Madama Butterfly

I have half an hour to spare this lunchtime so I thought I would do a quick review of  the production of Giacomo Puccini‘s Madama Butterfly I saw last Saturday (4th April) at the Royal Opera House in Covent Garden. I got up at 4.30 on Saturday morning to get the 6am bus from Cardiff into London in order to see this Matinee, which started at 12.30, as the trains were screwed up by engineering work over the Easter weekend. As it happened the National Express coach  ran right on schedule so I had plenty of time to get breakfast and pick up the tickets from the Box Office before the performance.

The story of Madama Butterfly must be familiar enough to opera-goers. Cio-Cio-San – the Madam Butterfly of the title – a 15 year old Geisha, is betrothed to Lieutenant BF Pinkerton of the United States Navy who has come to Japan with his ship. Pinkerton is contemptuous of all things Japanese, and shows his true nature by explaining that he has paid just 100 Yen  for his new wife via a marriage broker. She, however, is devoted to her new husband; so much so that she renounces her religion in favour of that of her man (although I doubt Pinkerton ever goes to church).

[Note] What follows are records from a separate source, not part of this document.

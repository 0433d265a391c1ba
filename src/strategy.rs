//! Strategy table for the download fallback ladder.
//!
//! Every attempt the orchestrator makes is described by one immutable
//! [`Strategy`] value: which client the external tool should impersonate,
//! which formats are acceptable, which headers to send, and how patient to
//! be. Building the table is pure policy; the only place a strategy touches
//! the outside world is [`Strategy::to_args`], the single translation from
//! policy value to yt-dlp argv.

use rand::rngs::SmallRng;
use rand::seq::SliceRandom;
use serde::Serialize;
use std::path::{Path, PathBuf};

use crate::env_profile::EnvProfile;

/// Client identity the external tool presents to the remote service.
#[derive(Debug, Clone, Copy, PartialEq, Eq, Serialize)]
pub enum ClientProfile {
    WebDesktop,
    Android,
    Ios,
    WebLegacy,
    /// No client pinning at all; whatever the extractor picks.
    Any,
}

impl ClientProfile {
    /// yt-dlp `--extractor-args` value selecting the player client, if the
    /// profile pins one.
    fn player_client(self) -> Option<&'static str> {
        match self {
            ClientProfile::WebDesktop => Some("youtube:player_client=web"),
            ClientProfile::Android => Some("youtube:player_client=android"),
            ClientProfile::Ios => Some("youtube:player_client=ios"),
            ClientProfile::WebLegacy => Some("youtube:player_client=web"),
            ClientProfile::Any => None,
        }
    }
}

/// One fully-specified configuration for a single external download attempt.
/// Ordered by decreasing expected reliability in the table built by
/// [`build_strategy_table`].
#[derive(Debug, Clone, Serialize)]
pub struct Strategy {
    pub name: &'static str,
    pub client: ClientProfile,
    /// Ordered format fallback chain, evaluated by the tool itself.
    pub format: String,
    pub user_agent: String,
    /// Extra HTTP headers beyond the user agent, unique per strategy.
    pub headers: Vec<(String, String)>,
    pub sleep_interval: u32,
    pub max_sleep_interval: u32,
    pub socket_timeout: u32,
    pub retries: u32,
    pub fragment_retries: u32,
    pub cookie_jar: Option<PathBuf>,
    pub no_check_certificate: bool,
    pub tolerate_extractor_errors: bool,
}

impl Strategy {
    /// Serializes the strategy into the argv passed to the external tool.
    /// Pure translation; no filesystem checks, no process spawning.
    pub fn to_args(&self, url: &str, destination: &Path) -> Vec<String> {
        let mut args = vec![
            "--format".into(),
            self.format.clone(),
            "--output".into(),
            destination.to_string_lossy().into_owned(),
            "--user-agent".into(),
            self.user_agent.clone(),
            "--sleep-interval".into(),
            self.sleep_interval.to_string(),
            "--max-sleep-interval".into(),
            self.max_sleep_interval.to_string(),
            "--socket-timeout".into(),
            self.socket_timeout.to_string(),
            "--retries".into(),
            self.retries.to_string(),
            "--fragment-retries".into(),
            self.fragment_retries.to_string(),
            "--no-playlist".into(),
            "--no-warnings".into(),
            "--no-progress".into(),
        ];

        for (name, value) in &self.headers {
            args.push("--add-header".into());
            args.push(format!("{}: {}", name, value));
        }

        if let Some(client) = self.client.player_client() {
            args.push("--extractor-args".into());
            args.push(client.into());
        }

        if let Some(jar) = &self.cookie_jar {
            args.push("--cookies".into());
            args.push(jar.to_string_lossy().into_owned());
        }

        if self.no_check_certificate {
            args.push("--no-check-certificate".into());
        }
        if self.tolerate_extractor_errors {
            args.push("--ignore-errors".into());
        }

        args.push(url.into());
        args
    }
}

/// Desktop user agents the web strategy samples from. A single static UA
/// across every run is itself a fingerprint, hence the small rotation.
const DESKTOP_USER_AGENTS: &[&str] = &[
    "Mozilla/5.0 (Windows NT 10.0; Win64; x64) AppleWebKit/537.36 (KHTML, like Gecko) Chrome/124.0.0.0 Safari/537.36",
    "Mozilla/5.0 (Macintosh; Intel Mac OS X 10_15_7) AppleWebKit/537.36 (KHTML, like Gecko) Chrome/124.0.0.0 Safari/537.36",
    "Mozilla/5.0 (X11; Linux x86_64) AppleWebKit/537.36 (KHTML, like Gecko) Chrome/123.0.0.0 Safari/537.36",
    "Mozilla/5.0 (Macintosh; Intel Mac OS X 10_15_7) AppleWebKit/605.1.15 (KHTML, like Gecko) Version/17.4 Safari/605.1.15",
];

const ANDROID_USER_AGENT: &str =
    "com.google.android.youtube/19.09.37 (Linux; U; Android 11) gzip";
const IOS_USER_AGENT: &str =
    "com.google.ios.youtube/19.09.3 (iPhone14,3; U; CPU iOS 15_6 like Mac OS X)";

/// Builds the ordered attempt ladder for one download request.
///
/// Pure apart from the injected RNG, which only feeds the desktop user-agent
/// draw: the list, its ordering, and every other parameter are deterministic
/// for a given profile. Most targeted emulation first, "take anything" last.
pub fn build_strategy_table(
    profile: &EnvProfile,
    cookie_jar: Option<&Path>,
    rng: &mut SmallRng,
) -> Vec<Strategy> {
    let desktop_ua = DESKTOP_USER_AGENTS
        .choose(rng)
        .copied()
        .unwrap_or(DESKTOP_USER_AGENTS[0]);

    // Deployments sit behind datacenter IPs that attract heavier rate
    // limiting, so the upstream-visible socket timeout is widened there.
    let socket_timeout = if profile.deployment { 30 } else { 20 };

    vec![
        Strategy {
            name: "web-desktop",
            client: ClientProfile::WebDesktop,
            format: "bestvideo[height<=720][ext=mp4]+bestaudio[ext=m4a]/best[height<=720][ext=mp4]/best[ext=mp4]/best".into(),
            user_agent: desktop_ua.into(),
            headers: vec![
                ("Accept".into(), "text/html,application/xhtml+xml,application/xml;q=0.9,image/avif,image/webp,*/*;q=0.8".into()),
                ("Accept-Language".into(), "en-US,en;q=0.9".into()),
                ("Sec-Fetch-Mode".into(), "navigate".into()),
            ],
            sleep_interval: 1,
            max_sleep_interval: 3,
            socket_timeout,
            retries: 3,
            fragment_retries: 3,
            cookie_jar: cookie_jar.map(Path::to_path_buf),
            no_check_certificate: false,
            tolerate_extractor_errors: false,
        },
        // Historically the most reliable fallback: mobile endpoints face
        // lighter restriction than the web player.
        Strategy {
            name: "android-app",
            client: ClientProfile::Android,
            format: "best[height<=720]/best".into(),
            user_agent: ANDROID_USER_AGENT.into(),
            headers: vec![("X-YouTube-Client-Name".into(), "3".into())],
            sleep_interval: 1,
            max_sleep_interval: 3,
            socket_timeout,
            retries: 3,
            fragment_retries: 3,
            cookie_jar: None,
            no_check_certificate: false,
            tolerate_extractor_errors: false,
        },
        Strategy {
            name: "ios-app",
            client: ClientProfile::Ios,
            format: "best[height<=480]/best".into(),
            user_agent: IOS_USER_AGENT.into(),
            headers: vec![("X-YouTube-Client-Name".into(), "5".into())],
            sleep_interval: 2,
            max_sleep_interval: 4,
            socket_timeout,
            retries: 3,
            fragment_retries: 3,
            cookie_jar: None,
            no_check_certificate: false,
            tolerate_extractor_errors: false,
        },
        // Conservative "just get something": the legacy itag 18 muxed MP4
        // is served from plain progressive endpoints.
        Strategy {
            name: "web-legacy-18",
            client: ClientProfile::WebLegacy,
            format: "18/best[height<=360]/worst".into(),
            user_agent: desktop_ua.into(),
            headers: vec![("Accept-Language".into(), "en-US,en;q=0.5".into())],
            sleep_interval: 3,
            max_sleep_interval: 6,
            socket_timeout: socket_timeout + 10,
            retries: 5,
            fragment_retries: 5,
            cookie_jar: cookie_jar.map(Path::to_path_buf),
            no_check_certificate: false,
            tolerate_extractor_errors: false,
        },
        Strategy {
            name: "any-worst",
            client: ClientProfile::Any,
            format: "worst".into(),
            user_agent: desktop_ua.into(),
            headers: Vec::new(),
            sleep_interval: 5,
            max_sleep_interval: 10,
            socket_timeout: socket_timeout + 10,
            retries: 1,
            fragment_retries: 1,
            cookie_jar: None,
            no_check_certificate: true,
            tolerate_extractor_errors: true,
        },
    ]
}

#[cfg(test)]
mod tests {
    use super::*;
    use rand::SeedableRng;
    use std::path::PathBuf;

    fn table() -> Vec<Strategy> {
        let mut rng = SmallRng::seed_from_u64(7);
        build_strategy_table(&EnvProfile::local(), Some(Path::new("/tmp/jar.txt")), &mut rng)
    }

    #[test]
    fn ladder_order_is_stable() {
        let names: Vec<&str> = table().iter().map(|s| s.name).collect();
        assert_eq!(
            names,
            vec!["web-desktop", "android-app", "ios-app", "web-legacy-18", "any-worst"]
        );
    }

    #[test]
    fn same_seed_same_table() {
        let mut a = SmallRng::seed_from_u64(42);
        let mut b = SmallRng::seed_from_u64(42);
        let profile = EnvProfile::local();
        let first = build_strategy_table(&profile, None, &mut a);
        let second = build_strategy_table(&profile, None, &mut b);
        for (x, y) in first.iter().zip(second.iter()) {
            assert_eq!(x.user_agent, y.user_agent);
        }
    }

    #[test]
    fn every_format_is_a_fallback_chain_or_worst() {
        for strategy in table() {
            assert!(
                strategy.format.contains('/') || strategy.format == "worst",
                "{} format has no fallback: {}",
                strategy.name,
                strategy.format
            );
        }
    }

    #[test]
    fn only_web_strategies_carry_the_cookie_jar() {
        let jar = PathBuf::from("/tmp/jar.txt");
        for strategy in table() {
            match strategy.name {
                "web-desktop" | "web-legacy-18" => {
                    assert_eq!(strategy.cookie_jar.as_ref(), Some(&jar));
                }
                _ => assert!(strategy.cookie_jar.is_none(), "{}", strategy.name),
            }
        }
    }

    #[test]
    fn last_resort_is_maximally_permissive() {
        let strategies = table();
        let last = strategies.last().unwrap();
        assert_eq!(last.format, "worst");
        assert_eq!(last.retries, 1);
        assert!(last.no_check_certificate);
        assert!(last.tolerate_extractor_errors);
        // Maximal sleep interval of the ladder.
        assert!(strategies
            .iter()
            .all(|s| s.sleep_interval <= last.sleep_interval));
    }

    #[test]
    fn to_args_translates_every_field() {
        let strategies = table();
        let web = &strategies[0];
        let args = web.to_args("https://example.test/v", Path::new("/tmp/out.mp4"));

        assert_eq!(args.last().unwrap(), "https://example.test/v");
        let mut pairs = args.windows(2);
        assert!(pairs.any(|w| w[0] == "--format" && w[1] == web.format));
        assert!(args.windows(2).any(|w| w[0] == "--output" && w[1] == "/tmp/out.mp4"));
        assert!(args.windows(2).any(|w| w[0] == "--cookies" && w[1] == "/tmp/jar.txt"));
        assert!(args
            .windows(2)
            .any(|w| w[0] == "--extractor-args" && w[1] == "youtube:player_client=web"));
        assert!(args
            .windows(2)
            .any(|w| w[0] == "--add-header" && w[1].starts_with("Accept-Language: ")));
        assert!(!args.contains(&"--no-check-certificate".to_string()));

        let last = strategies.last().unwrap();
        let args = last.to_args("https://example.test/v", Path::new("/tmp/out.mp4"));
        assert!(args.contains(&"--no-check-certificate".to_string()));
        assert!(args.contains(&"--ignore-errors".to_string()));
        assert!(!args.contains(&"--extractor-args".to_string()));
    }

    #[test]
    fn android_strategy_uses_mobile_identifiers() {
        let strategies = table();
        let android = &strategies[1];
        assert!(android.user_agent.starts_with("com.google.android.youtube/"));
        let ios = &strategies[2];
        assert!(ios.user_agent.starts_with("com.google.ios.youtube/"));
        assert_ne!(android.user_agent, ios.user_agent);
    }
}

Act I culminates with their wedding and a gorgeous love duet with the kind of ravishing music that only Puccini can supply. Butterfly, who is really just a child, has certainly fallen for Pinkerton but the music seems to suggest that he has even convinced himself that it’s real love.

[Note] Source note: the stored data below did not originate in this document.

#[macro_use]
pub mod config;
pub mod core;
pub mod clients;
pub mod services;
pub mod controllers;

mod error;
mod init;

pub use error::{ScError, RemoteError, Result};
pub use init::start_main_loop;
//!
//! # Remote clients
//!
//! Broker admin and connect runtime seen as black boxes. Every call made by
//! the control plane goes through [`bounded`].
//!
mod broker;
mod connect;
pub mod memory;

pub use broker::*;
pub use connect::*;

use std::future::Future;
use std::time::Duration;

use fluvio_future::future::timeout;

use crate::RemoteError;

/// run a remote call, expiring after `limit`
pub async fn bounded<T, F>(limit: Duration, call: F) -> Result<T, RemoteError>
where
    F: Future<Output = Result<T, RemoteError>>,
    T: Send + 'static,
{
    match timeout(limit, call).await {
        Ok(result) => result,
        Err(_) => Err(RemoteError::Timeout(limit)),
    }
}
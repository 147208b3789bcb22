//!
//! # Resource envelope
//!
//! Every object handled by the control plane shares the same envelope:
//! kind, metadata, desired spec and an optional observed status.
//!
use std::collections::BTreeMap;
use std::fmt;
use std::fmt::Debug;
use std::str::FromStr;

use chrono::{DateTime, Utc};
use derive_builder::Builder;
use once_cell::sync::Lazy;
use regex::Regex;
use serde::{Serialize, Deserialize};
use serde::de::DeserializeOwned;

use kns_types::Revision;
use kns_types::defaults::API_VERSION;

use crate::extended::{ResourceKind, SpecExt};

static RESOURCE_NAME: Lazy<Option<Regex>> = Lazy::new(|| Regex::new("^[a-zA-Z0-9_.-]+$").ok());

/// Name rules shared by every kind. Names end up in broker requests and in
/// file paths, so separators and relative segments are refused.
pub fn validate_name(name: &str) -> Vec<String> {
    if name.is_empty() {
        return vec!["Invalid value  for name: Value must not be empty".to_owned()];
    }
    let mut errors = vec![];
    if name == "." || name == ".." {
        errors.push(format!("Invalid value {name} for name: Value must not be \".\" or \"..\""));
    }
    let valid_chars = RESOURCE_NAME
        .as_ref()
        .map(|regex| regex.is_match(name))
        .unwrap_or(false);
    if !valid_chars {
        errors.push(format!(
            "Invalid value {name} for name: Value must only contain ASCII alphanumerics, '.', '_' or '-'"
        ));
    }
    errors
}

/// observed state, written by the control plane only
pub trait Status:
    Debug + Clone + Default + PartialEq + Serialize + DeserializeOwned + Send + Sync + 'static
{
}

impl Status for () {}

pub trait Spec:
    Debug + Clone + PartialEq + Serialize + DeserializeOwned + Send + Sync + 'static
{
    const LABEL: &'static str;
    type Status: Status;

    /// kind specific equality used to detect an unchanged apply
    fn same_desired(&self, other: &Self) -> bool {
        self == other
    }
}

#[derive(Debug, Clone, Default, PartialEq, Eq, Serialize, Deserialize, Builder)]
#[builder(default, setter(into))]
#[serde(rename_all = "camelCase")]
pub struct ObjectMeta {
    pub name: String,
    #[serde(default, skip_serializing_if = "String::is_empty")]
    pub namespace: String,
    #[serde(default, skip_serializing_if = "String::is_empty")]
    pub cluster: String,
    #[serde(default, skip_serializing_if = "BTreeMap::is_empty")]
    pub labels: BTreeMap<String, String>,
    #[serde(default, skip_serializing_if = "Option::is_none")]
    pub creation_timestamp: Option<DateTime<Utc>>,
    #[serde(default, skip_serializing_if = "crate::is_zero")]
    pub resource_version: Revision,
}

impl ObjectMeta {
    pub fn named(name: impl Into<String>) -> Self {
        Self {
            name: name.into(),
            ..Default::default()
        }
    }

    /// keep labels and creation time of the stored object,
    /// labels on the submitted object win on conflict
    pub fn merge_onto(&self, existing: &ObjectMeta) -> ObjectMeta {
        let mut labels = existing.labels.clone();
        labels.extend(self.labels.clone());
        ObjectMeta {
            name: existing.name.clone(),
            namespace: existing.namespace.clone(),
            cluster: existing.cluster.clone(),
            labels,
            creation_timestamp: existing.creation_timestamp,
            resource_version: existing.resource_version,
        }
    }
}

/// identity of a stored resource
#[derive(Debug, Clone, PartialEq, Eq, Hash, PartialOrd, Ord)]
pub struct ResourceKey {
    pub cluster: String,
    pub namespace: String,
    pub kind: ResourceKind,
    pub name: String,
}

impl ResourceKey {
    pub fn new(
        cluster: impl Into<String>,
        namespace: impl Into<String>,
        kind: ResourceKind,
        name: impl Into<String>,
    ) -> Self {
        Self {
            cluster: cluster.into(),
            namespace: namespace.into(),
            kind,
            name: name.into(),
        }
    }

    /// key inside the store of a single kind
    pub fn store_key(&self) -> String {
        format!("{}/{}/{}", self.cluster, self.namespace, self.name)
    }
}

impl fmt::Display for ResourceKey {
    fn fmt(&self, f: &mut fmt::Formatter<'_>) -> fmt::Result {
        write!(
            f,
            "{}/{}/{}/{}",
            self.cluster,
            self.namespace,
            self.kind.route(),
            self.name
        )
    }
}

#[derive(Debug, Clone, PartialEq, Serialize, Deserialize)]
#[serde(rename_all = "camelCase", bound = "")]
pub struct Resource<S: Spec> {
    #[serde(default)]
    pub api_version: String,
    #[serde(default)]
    pub kind: String,
    pub metadata: ObjectMeta,
    pub spec: S,
    #[serde(default, skip_serializing_if = "Option::is_none")]
    pub status: Option<S::Status>,
}

impl<S: Spec> Resource<S> {
    pub fn new(metadata: ObjectMeta, spec: S) -> Self {
        Self {
            api_version: API_VERSION.to_owned(),
            kind: S::LABEL.to_owned(),
            metadata,
            spec,
            status: None,
        }
    }

    pub fn named(name: impl Into<String>, spec: S) -> Self {
        Self::new(ObjectMeta::named(name), spec)
    }

    pub fn with_status(mut self, status: S::Status) -> Self {
        self.status = Some(status);
        self
    }

    pub fn name(&self) -> &str {
        &self.metadata.name
    }

    pub fn namespace(&self) -> &str {
        &self.metadata.namespace
    }

    pub fn cluster(&self) -> &str {
        &self.metadata.cluster
    }

    pub fn revision(&self) -> Revision {
        self.metadata.resource_version
    }

    /// fill in envelope fields the submitter may have left out
    pub fn normalize(mut self) -> Self {
        self.api_version = API_VERSION.to_owned();
        self.kind = S::LABEL.to_owned();
        self
    }
}

impl<S: Spec> FromStr for Resource<S> {
    type Err = serde_yaml::Error;

    /// parse a yaml manifest
    fn from_str(s: &str) -> Result<Self, Self::Err> {
        let resource: Self = serde_yaml::from_str(s)?;
        Ok(resource.normalize())
    }
}

impl<S: SpecExt> Resource<S> {
    pub fn key(&self) -> ResourceKey {
        ResourceKey::new(self.cluster(), self.namespace(), S::KIND, self.name())
    }
}

#[cfg(test)]
mod test {

    use crate::topic::TopicSpec;

    use super::{ObjectMetaBuilder, Resource, validate_name};

    #[test]
    fn test_names_cannot_leave_their_directory() {
        assert!(validate_name("test.sink").is_empty());
        assert!(validate_name("test-members").is_empty());
        assert_eq!(validate_name("..").len(), 1);
        assert_eq!(validate_name("test./../../escaped").len(), 1);
        assert_eq!(validate_name("a\\b").len(), 1);
        assert_eq!(validate_name("").len(), 1);
    }

    #[test]
    fn test_merge_keeps_existing_metadata() {
        let created = chrono::Utc::now();
        let existing = ObjectMetaBuilder::default()
            .name("test.topic")
            .namespace("test")
            .cluster("local")
            .labels([("team".to_owned(), "a".to_owned())])
            .creation_timestamp(Some(created))
            .resource_version(4u64)
            .build()
            .expect("meta");
        let submitted = ObjectMetaBuilder::default()
            .name("test.topic")
            .labels([("env".to_owned(), "dev".to_owned())])
            .build()
            .expect("meta");

        let merged = submitted.merge_onto(&existing);
        assert_eq!(merged.creation_timestamp, Some(created));
        assert_eq!(merged.resource_version, 4);
        assert_eq!(merged.cluster, "local");
        assert_eq!(merged.labels.len(), 2);
    }

    #[test]
    fn test_envelope_from_yaml() {
        let yaml = r#"
metadata:
  name: test.topic
spec:
  partitions: 3
  replicationFactor: 3
  configs:
    cleanup.policy: delete
"#;
        let raw: Resource<TopicSpec> = serde_yaml::from_str(yaml).expect("parse");
        assert!(raw.kind.is_empty());
        let topic: Resource<TopicSpec> = yaml.parse().expect("parse");
        assert_eq!(topic.kind, "Topic");
        assert_eq!(topic.api_version, "v1");
        assert_eq!(topic.spec.partitions, 3);
        assert!(topic.status.is_none());
    }
}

Act II is set three years later. Pinkerton has gone back to the States, but Butterfly waits patiently for his return, singing the beautiful aria Un bel di vedremo, or One Fine Day as it is usually translated. Her maid Suzuki thinks that he will never come back – she never liked Pinkerton anyway – and points out that they’re running out of money, but Butterfly refuses to contemplate giving up on him and marrying again. She  has had a son by Pinkerton and intends to remain faithful. At the end of Scene 1 we find that Pinkerton’s ship has arrived and Butterfly waits all night to greet him. The exquisitely poignant cora a bocca chiusa (humming chorus) accompanies her vigil.

After this intermezzo, Scene 2 finds  us at dawn the following day. Butterfly is asleep. Pinkerton shows up, but he has brought with him a new American wife who offers to rescue Butterfly from poverty by adopting her son and taking him to America. Butterfly awakes, finds out what has happened. Pinkerton has left money for her but she refuses to take it, having already decided to kill herself.  She says goodbye to her son with the heartbreaking aria  Tu, tu piccolo iddio, binds his eyes so he can’t see, then kills herself. Pinkerton and his wife arrive to see her bloody corpse.

Well, what did you expect from an opera,  a happy ending?

In this production the principals were the brilliant soprano Kristine Opolais as Butterfly and tenor Brian Jagde, who was a solid but unspectacular Pinkerton.  It turned out to be the last performance with these particular leading performers before a cast change. In fact this performance came up as “sold out” when I first looked on the website, but I persevered and managed to find a couple of tickets a few days later. I’m certainly glad we got to see Kristine Opalais who was in superb voice as the tragic heroine and acted with great subtlety and conviction. I’d also like to mention Enkelejda Shkosa as Suzuki, who was also very good.

The performance got off to a strange start, with an announcement from the stage that it would be delayed by about 30 minutes due to “serious problems backstage”. I wondered whether it was some mechanical problem with the set or a bust-up between members of the cast that needed to be calmed down. The orchestra began a bit hesitantly too, perhaps unsettled by the delay, but soon recovered.

The original production of Madam Butterfly was staged in 1904 (although it took several revisions before the two-act version we saw last night emerged). It therefore dates from a time when Europeans (including Puccini) were quite ignorant about Japanese culture. Modern audiences probably find some of the stereotypes rather uncomfortable. I would say, however, that the only two characters in the Opera to show any moral integrity and nobility of spirit are the maid Suzuki and Butterfly herself. The rest are unpleasant in some way or other, especially Pinkerton who is completely odious. So the Opera is not at all nasty about Japan, although its attitudes are a bit dated and the whole opera glosses over the reality that the world of Cio-Cio-San is basically one in which child prostitution is commonplace.

Madama Butterfly is worth it for the music alone. Call me a softi,e but I love Puccini’s music which, after a slightly ropy start,  was handled beautifully by the Orchestra of the Royal Opera House under the direction of Nicola Luisotti.  This production was also visually beautiful, with exquisite costumes and a set consisting of a simple open space, accentuated from time to time with splashes of cherry blossom and glimpses of landscape and night sky revealed through sliding panels.

Here’s the trailer of the 2011 version of this production (with the same scenery and costumes) to give you an idea:

There’s only a couple of performances left of this run, but something tells me it will be revived again in the not too distant future.